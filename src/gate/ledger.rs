//! Paired session registry and pending-admission queue.
//!
//! Both columns live behind one mutex so the pairing invariant — equal
//! length, same token at the same index — holds at every externally
//! observable point. `admit` and `evict_heads` are each atomic; the expiry
//! timer and the gate middleware take the same lock before mutating.

use std::collections::VecDeque;
use tokio::sync::Mutex;

/// One admitted (or queued) session slot.
#[derive(Debug, Clone, PartialEq, Eq)]
pub struct SessionRecord {
    pub token: String,
}

/// Result of enqueueing a freshly minted token.
#[derive(Debug, Clone, Copy)]
pub struct AdmitOutcome {
    /// Whether the queue transitioned empty -> non-empty; the caller arms the
    /// expiry timer exactly on this transition.
    pub was_empty: bool,
}

/// Derived admission state of the queue head, computed under the lock.
#[derive(Debug, Clone, PartialEq, Eq)]
pub enum GateState {
    /// Queue is empty; nobody is admitted.
    NoSession,
    /// Queue head matches a live registry entry.
    Admitted,
    /// Queue head had no registry match; both heads were evicted as a side
    /// effect and the evicted token is returned for durable-copy cleanup.
    Stale { evicted: String },
}

#[derive(Debug, Default)]
struct Columns {
    registry: VecDeque<SessionRecord>,
    queue: VecDeque<String>,
}

#[derive(Debug, Default)]
pub struct SessionLedger {
    columns: Mutex<Columns>,
}

impl SessionLedger {
    #[must_use]
    pub fn new() -> Self {
        Self::default()
    }

    /// Append a token to both columns atomically.
    pub async fn admit(&self, token: &str) -> AdmitOutcome {
        let mut columns = self.columns.lock().await;
        let was_empty = columns.queue.is_empty();
        columns.registry.push_back(SessionRecord {
            token: token.to_string(),
        });
        columns.queue.push_back(token.to_string());
        AdmitOutcome { was_empty }
    }

    /// Peek at the queue head.
    pub async fn head(&self) -> Option<String> {
        self.columns.lock().await.queue.front().cloned()
    }

    /// Registry membership at any position.
    pub async fn contains(&self, token: &str) -> bool {
        self.columns
            .lock()
            .await
            .registry
            .iter()
            .any(|record| record.token == token)
    }

    /// Pop both heads atomically, returning the evicted queue token so the
    /// caller can delete its durable copy. No-op on empty collections.
    pub async fn evict_heads(&self) -> Option<String> {
        let mut columns = self.columns.lock().await;
        columns.registry.pop_front();
        columns.queue.pop_front()
    }

    /// Classify the queue head for the gate, evicting a stale head (one with
    /// no registry match) in the same critical section so the check and the
    /// eviction are atomic.
    pub async fn check_head(&self) -> GateState {
        let mut columns = self.columns.lock().await;
        let Some(head) = columns.queue.front().cloned() else {
            return GateState::NoSession;
        };
        let live = columns.registry.iter().any(|record| record.token == head);
        if live {
            GateState::Admitted
        } else {
            columns.registry.pop_front();
            let evicted = columns.queue.pop_front().unwrap_or(head);
            GateState::Stale { evicted }
        }
    }

    pub async fn len(&self) -> usize {
        self.columns.lock().await.queue.len()
    }

    pub async fn is_empty(&self) -> bool {
        self.columns.lock().await.queue.is_empty()
    }

    /// Both columns as parallel vectors, for invariant assertions in tests.
    pub async fn snapshot(&self) -> (Vec<String>, Vec<String>) {
        let columns = self.columns.lock().await;
        (
            columns
                .registry
                .iter()
                .map(|record| record.token.clone())
                .collect(),
            columns.queue.iter().cloned().collect(),
        )
    }
}

#[cfg(test)]
impl SessionLedger {
    /// Drop the registry head while leaving the queue untouched, leaving a
    /// stale queue head behind.
    pub(crate) async fn drop_registry_head(&self) {
        self.columns.lock().await.registry.pop_front();
    }
}
use clap::{builder::ValueParser, Arg, Command};

pub const ARG_VERBOSITY: &str = "verbosity";

#[must_use]
pub fn validator_log_level() -> ValueParser {
    ValueParser::from(move |level: &str| -> std::result::Result<u8, String> {
        if let Ok(parsed) = level.parse::<u8>() {
            // Successfully parsed as a number
            if parsed <= 5 {
                return Ok(parsed);
            }
        }

        match level.to_lowercase().as_str() {
            "error" => Ok(0),
            "warn" => Ok(1),
            "info" => Ok(2),
            "debug" => Ok(3),
            "trace" => Ok(4),
            _ => Err("invalid log level".to_string()),
        }
    })
}

#[must_use]
pub fn with_args(command: Command) -> Command {
    command.arg(
        Arg::new(ARG_VERBOSITY)
            .short('v')
            .long("verbose")
            .help("Verbosity level: ERROR, WARN, INFO, DEBUG, TRACE (default: ERROR)")
            .env("GATEHOUSE_LOG_LEVEL")
            .global(true)
            .action(clap::ArgAction::Count)
            .value_parser(validator_log_level()),
    )
}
★ ★ ★
Give back the entire listing, line for line, exactly as it stands.

Reply to the exercise ▸
filename src/gate/ledger.rs
//! Paired session registry and pending-admission queue.
//!
//! Both columns live behind one mutex so the pairing invariant — equal
//! length, same token at the same index — holds at every externally
//! observable point. `admit` and `evict_heads` are each atomic; the expiry
//! timer and the gate middleware take the same lock before mutating.

use std::collections::VecDeque;
use tokio::sync::Mutex;

/// One admitted (or queued) session slot.
#[derive(Debug, Clone, PartialEq, Eq)]
pub struct SessionRecord {
    pub token: String,
}

/// Result of enqueueing a freshly minted token.
#[derive(Debug, Clone, Copy)]
pub struct AdmitOutcome {
    /// Whether the queue transitioned empty -> non-empty; the caller arms the
    /// expiry timer exactly on this transition.
    pub was_empty: bool,
}

/// Derived admission state of the queue head, computed under the lock.
#[derive(Debug, Clone, PartialEq, Eq)]
pub enum GateState {
    /// Queue is empty; nobody is admitted.
    NoSession,
    /// Queue head matches a live registry entry.
    Admitted,
    /// Queue head had no registry match; both heads were evicted as a side
    /// effect and the evicted token is returned for durable-copy cleanup.
    Stale { evicted: String },
}

#[derive(Debug, Default)]
struct Columns {
    registry: VecDeque<SessionRecord>,
    queue: VecDeque<String>,
}

#[derive(Debug, Default)]
pub struct SessionLedger {
    columns: Mutex<Columns>,
}

impl SessionLedger {
    #[must_use]
    pub fn new() -> Self {
        Self::default()
    }

    /// Append a token to both columns atomically.
    pub async fn admit(&self, token: &str) -> AdmitOutcome {
        let mut columns = self.columns.lock().await;
        let was_empty = columns.queue.is_empty();
        columns.registry.push_back(SessionRecord {
            token: token.to_string(),
        });
        columns.queue.push_back(token.to_string());
        AdmitOutcome { was_empty }
    }

    /// Peek at the queue head.
    pub async fn head(&self) -> Option<String> {
        self.columns.lock().await.queue.front().cloned()
    }

    /// Registry membership at any position.
    pub async fn contains(&self, token: &str) -> bool {
        self.columns
            .lock()
            .await
            .registry
            .iter()
            .any(|record| record.token == token)
    }

    /// Pop both heads atomically, returning the evicted queue token so the
    /// caller can delete its durable copy. No-op on empty collections.
    pub async fn evict_heads(&self) -> Option<String> {
        let mut columns = self.columns.lock().await;
        columns.registry.pop_front();
        columns.queue.pop_front()
    }

    /// Classify the queue head for the gate, evicting a stale head (one with
    /// no registry match) in the same critical section so the check and the
    /// eviction are atomic.
    pub async fn check_head(&self) -> GateState {
        let mut columns = self.columns.lock().await;
        let Some(head) = columns.queue.front().cloned() else {
            return GateState::NoSession;
        };
        let live = columns.registry.iter().any(|record| record.token == head);
        if live {
            GateState::Admitted
        } else {
            columns.registry.pop_front();
            let evicted = columns.queue.pop_front().unwrap_or(head);
            GateState::Stale { evicted }
        }
    }

    pub async fn len(&self) -> usize {
        self.columns.lock().await.queue.len()
    }

    pub async fn is_empty(&self) -> bool {
        self.columns.lock().await.queue.is_empty()
    }

    /// Both columns as parallel vectors, for invariant assertions in tests.
    pub async fn snapshot(&self) -> (Vec<String>, Vec<String>) {
        let columns = self.columns.lock().await;
        (
            columns
                .registry
                .iter()
                .map(|record| record.token.clone())
                .collect(),
            columns.queue.iter().cloned().collect(),
        )
    }
}

#[cfg(test)]
impl SessionLedger {
    /// Drop the registry head while leaving the queue untouched, leaving a
    /// stale queue head behind.
    pub(crate) async fn drop_registry_head(&self) {
        self.columns.lock().await.registry.pop_front();
    }
}
use clap::{builder::ValueParser, Arg, Command};

pub const ARG_VERBOSITY: &str = "verbosity";

#[must_use]
pub fn validator_log_level() -> ValueParser {
    ValueParser::from(move |level: &str| -> std::result::Result<u8, String> {
        if let Ok(parsed) = level.parse::<u8>() {
            // Successfully parsed as a number
            if parsed <= 5 {
                return Ok(parsed);
            }
        }

        match level.to_lowercase().as_str() {
            "error" => Ok(0),
            "warn" => Ok(1),
            "info" => Ok(2),
            "debug" => Ok(3),
            "trace" => Ok(4),
            _ => Err("invalid log level".to_string()),
        }
    })
}

#[must_use]
pub fn with_args(command: Command) -> Command {
    command.arg(
        Arg::new(ARG_VERBOSITY)
            .short('v')
            .long("verbose")
            .help("Verbosity level: ERROR, WARN, INFO, DEBUG, TRACE (default: ERROR)")
            .env("GATEHOUSE_LOG_LEVEL")
            .global(true)
            .action(clap::ArgAction::Count)
            .value_parser(validator_log_level()),
    )
}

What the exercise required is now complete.